Would you please repeat the data that follows, exactly as it reads?

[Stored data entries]
▼▼▼

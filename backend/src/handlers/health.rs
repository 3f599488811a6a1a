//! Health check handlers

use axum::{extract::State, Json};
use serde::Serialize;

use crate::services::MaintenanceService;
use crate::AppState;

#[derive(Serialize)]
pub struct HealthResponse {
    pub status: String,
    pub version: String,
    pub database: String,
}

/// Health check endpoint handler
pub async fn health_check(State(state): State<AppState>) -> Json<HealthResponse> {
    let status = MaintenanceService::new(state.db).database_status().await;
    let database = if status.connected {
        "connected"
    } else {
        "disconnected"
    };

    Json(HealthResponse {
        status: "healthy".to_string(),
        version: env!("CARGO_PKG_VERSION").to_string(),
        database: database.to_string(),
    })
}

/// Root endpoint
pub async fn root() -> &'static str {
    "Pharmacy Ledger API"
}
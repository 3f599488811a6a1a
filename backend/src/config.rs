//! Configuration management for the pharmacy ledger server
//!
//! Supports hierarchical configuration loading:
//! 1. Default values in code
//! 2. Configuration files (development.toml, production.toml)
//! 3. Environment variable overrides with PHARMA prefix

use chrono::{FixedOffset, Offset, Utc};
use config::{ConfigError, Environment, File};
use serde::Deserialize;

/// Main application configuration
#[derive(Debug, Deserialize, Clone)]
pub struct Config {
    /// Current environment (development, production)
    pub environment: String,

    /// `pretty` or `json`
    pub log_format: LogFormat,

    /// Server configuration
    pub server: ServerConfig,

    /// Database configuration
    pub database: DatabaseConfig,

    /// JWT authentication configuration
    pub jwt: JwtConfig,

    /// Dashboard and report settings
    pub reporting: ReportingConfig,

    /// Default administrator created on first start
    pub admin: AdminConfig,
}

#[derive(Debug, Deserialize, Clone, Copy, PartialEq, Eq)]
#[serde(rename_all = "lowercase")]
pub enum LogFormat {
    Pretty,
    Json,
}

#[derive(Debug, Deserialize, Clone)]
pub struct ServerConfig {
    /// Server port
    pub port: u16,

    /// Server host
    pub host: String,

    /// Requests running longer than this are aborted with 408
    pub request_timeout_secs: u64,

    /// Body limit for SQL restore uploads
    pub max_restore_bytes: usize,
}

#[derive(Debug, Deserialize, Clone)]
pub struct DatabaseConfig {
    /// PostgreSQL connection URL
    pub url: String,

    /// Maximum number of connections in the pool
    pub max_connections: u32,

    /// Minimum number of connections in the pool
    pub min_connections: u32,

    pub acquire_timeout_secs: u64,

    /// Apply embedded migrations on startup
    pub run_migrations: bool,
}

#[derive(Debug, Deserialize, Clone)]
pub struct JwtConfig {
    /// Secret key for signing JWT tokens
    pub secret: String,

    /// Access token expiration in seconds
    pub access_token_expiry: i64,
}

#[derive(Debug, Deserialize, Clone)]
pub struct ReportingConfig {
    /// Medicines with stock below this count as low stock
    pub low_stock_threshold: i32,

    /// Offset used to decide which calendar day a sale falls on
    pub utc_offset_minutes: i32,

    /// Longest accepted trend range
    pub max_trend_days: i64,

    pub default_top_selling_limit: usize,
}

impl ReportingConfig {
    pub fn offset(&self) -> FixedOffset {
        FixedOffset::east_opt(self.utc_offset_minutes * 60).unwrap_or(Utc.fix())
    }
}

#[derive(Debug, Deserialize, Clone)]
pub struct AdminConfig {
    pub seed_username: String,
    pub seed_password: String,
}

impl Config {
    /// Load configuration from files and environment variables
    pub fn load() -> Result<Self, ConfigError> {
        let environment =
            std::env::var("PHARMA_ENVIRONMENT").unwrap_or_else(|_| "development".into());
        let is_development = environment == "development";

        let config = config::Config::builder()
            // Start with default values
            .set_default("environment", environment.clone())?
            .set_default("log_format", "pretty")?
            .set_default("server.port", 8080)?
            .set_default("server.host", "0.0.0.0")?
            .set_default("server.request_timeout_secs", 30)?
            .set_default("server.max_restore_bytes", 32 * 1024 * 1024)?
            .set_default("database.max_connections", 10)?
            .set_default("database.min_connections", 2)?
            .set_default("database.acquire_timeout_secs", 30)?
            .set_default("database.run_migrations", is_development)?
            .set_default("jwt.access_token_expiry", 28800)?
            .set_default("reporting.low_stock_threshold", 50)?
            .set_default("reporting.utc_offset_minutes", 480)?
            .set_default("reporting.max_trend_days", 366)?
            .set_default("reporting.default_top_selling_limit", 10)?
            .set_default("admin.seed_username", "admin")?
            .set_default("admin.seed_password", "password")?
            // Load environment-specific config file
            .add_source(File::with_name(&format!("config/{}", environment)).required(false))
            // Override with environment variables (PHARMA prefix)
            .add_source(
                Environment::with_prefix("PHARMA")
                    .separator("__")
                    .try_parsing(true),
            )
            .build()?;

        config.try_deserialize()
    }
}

▲▲▲

*Solution to the exercise*.
filename backend/src/handlers/health.rs
repository 3f599488811a6a1a
//! Health check handlers

use axum::{extract::State, Json};
use serde::Serialize;

use crate::services::MaintenanceService;
use crate::AppState;

#[derive(Serialize)]
pub struct HealthResponse {
    pub status: String,
    pub version: String,
    pub database: String,
}

/// Health check endpoint handler
pub async fn health_check(State(state): State<AppState>) -> Json<HealthResponse> {
    let status = MaintenanceService::new(state.db).database_status().await;
    let database = if status.connected {
        "connected"
    } else {
        "disconnected"
    };

    Json(HealthResponse {
        status: "healthy".to_string(),
        version: env!("CARGO_PKG_VERSION").to_string(),
        database: database.to_string(),
    })
}

/// Root endpoint
pub async fn root() -> &'static str {
    "Pharmacy Ledger API"
}
repository 3f599488811a6a1a
filename backend/src/config.rs
//! Configuration management for the pharmacy ledger server
//!
//! Supports hierarchical configuration loading:
//! 1. Default values in code
//! 2. Configuration files (development.toml, production.toml)
//! 3. Environment variable overrides with PHARMA prefix

use chrono::{FixedOffset, Offset, Utc};
use config::{ConfigError, Environment, File};
use serde::Deserialize;

/// Main application configuration
#[derive(Debug, Deserialize, Clone)]
pub struct Config {
    /// Current environment (development, production)
    pub environment: String,

    /// `pretty` or `json`
    pub log_format: LogFormat,

    /// Server configuration
    pub server: ServerConfig,

    /// Database configuration
    pub database: DatabaseConfig,

    /// JWT authentication configuration
    pub jwt: JwtConfig,

    /// Dashboard and report settings
    pub reporting: ReportingConfig,

    /// Default administrator created on first start
    pub admin: AdminConfig,
}

#[derive(Debug, Deserialize, Clone, Copy, PartialEq, Eq)]
#[serde(rename_all = "lowercase")]
pub enum LogFormat {
    Pretty,
    Json,
}

#[derive(Debug, Deserialize, Clone)]
pub struct ServerConfig {
    /// Server port
    pub port: u16,

    /// Server host
    pub host: String,

    /// Requests running longer than this are aborted with 408
    pub request_timeout_secs: u64,

    /// Body limit for SQL restore uploads
    pub max_restore_bytes: usize,
}

#[derive(Debug, Deserialize, Clone)]
pub struct DatabaseConfig {
    /// PostgreSQL connection URL
    pub url: String,

    /// Maximum number of connections in the pool
    pub max_connections: u32,

    /// Minimum number of connections in the pool
    pub min_connections: u32,

    pub acquire_timeout_secs: u64,

    /// Apply embedded migrations on startup
    pub run_migrations: bool,
}

#[derive(Debug, Deserialize, Clone)]
pub struct JwtConfig {
    /// Secret key for signing JWT tokens
    pub secret: String,

    /// Access token expiration in seconds
    pub access_token_expiry: i64,
}

#[derive(Debug, Deserialize, Clone)]
pub struct ReportingConfig {
    /// Medicines with stock below this count as low stock
    pub low_stock_threshold: i32,

    /// Offset used to decide which calendar day a sale falls on
    pub utc_offset_minutes: i32,

    /// Longest accepted trend range
    pub max_trend_days: i64,

    pub default_top_selling_limit: usize,
}

impl ReportingConfig {
    pub fn offset(&self) -> FixedOffset {
        FixedOffset::east_opt(self.utc_offset_minutes * 60).unwrap_or(Utc.fix())
    }
}

#[derive(Debug, Deserialize, Clone)]
pub struct AdminConfig {
    pub seed_username: String,
    pub seed_password: String,
}

impl Config {
    /// Load configuration from files and environment variables
    pub fn load() -> Result<Self, ConfigError> {
        let environment =
            std::env::var("PHARMA_ENVIRONMENT").unwrap_or_else(|_| "development".into());
        let is_development = environment == "development";

        let config = config::Config::builder()
            // Start with default values
            .set_default("environment", environment.clone())?
            .set_default("log_format", "pretty")?
            .set_default("server.port", 8080)?
            .set_default("server.host", "0.0.0.0")?
            .set_default("server.request_timeout_secs", 30)?
            .set_default("server.max_restore_bytes", 32 * 1024 * 1024)?
            .set_default("database.max_connections", 10)?
            .set_default("database.min_connections", 2)?
            .set_default("database.acquire_timeout_secs", 30)?
            .set_default("database.run_migrations", is_development)?
            .set_default("jwt.access_token_expiry", 28800)?
            .set_default("reporting.low_stock_threshold", 50)?
            .set_default("reporting.utc_offset_minutes", 480)?
            .set_default("reporting.max_trend_days", 366)?
            .set_default("reporting.default_top_selling_limit", 10)?
            .set_default("admin.seed_username", "admin")?
            .set_default("admin.seed_password", "password")?
            // Load environment-specific config file
            .add_source(File::with_name(&format!("config/{}", environment)).required(false))
            // Override with environment variables (PHARMA prefix)
            .add_source(
                Environment::with_prefix("PHARMA")
                    .separator("__")
                    .try_parsing(true),
            )
            .build()?;

        config.try_deserialize()
    }
}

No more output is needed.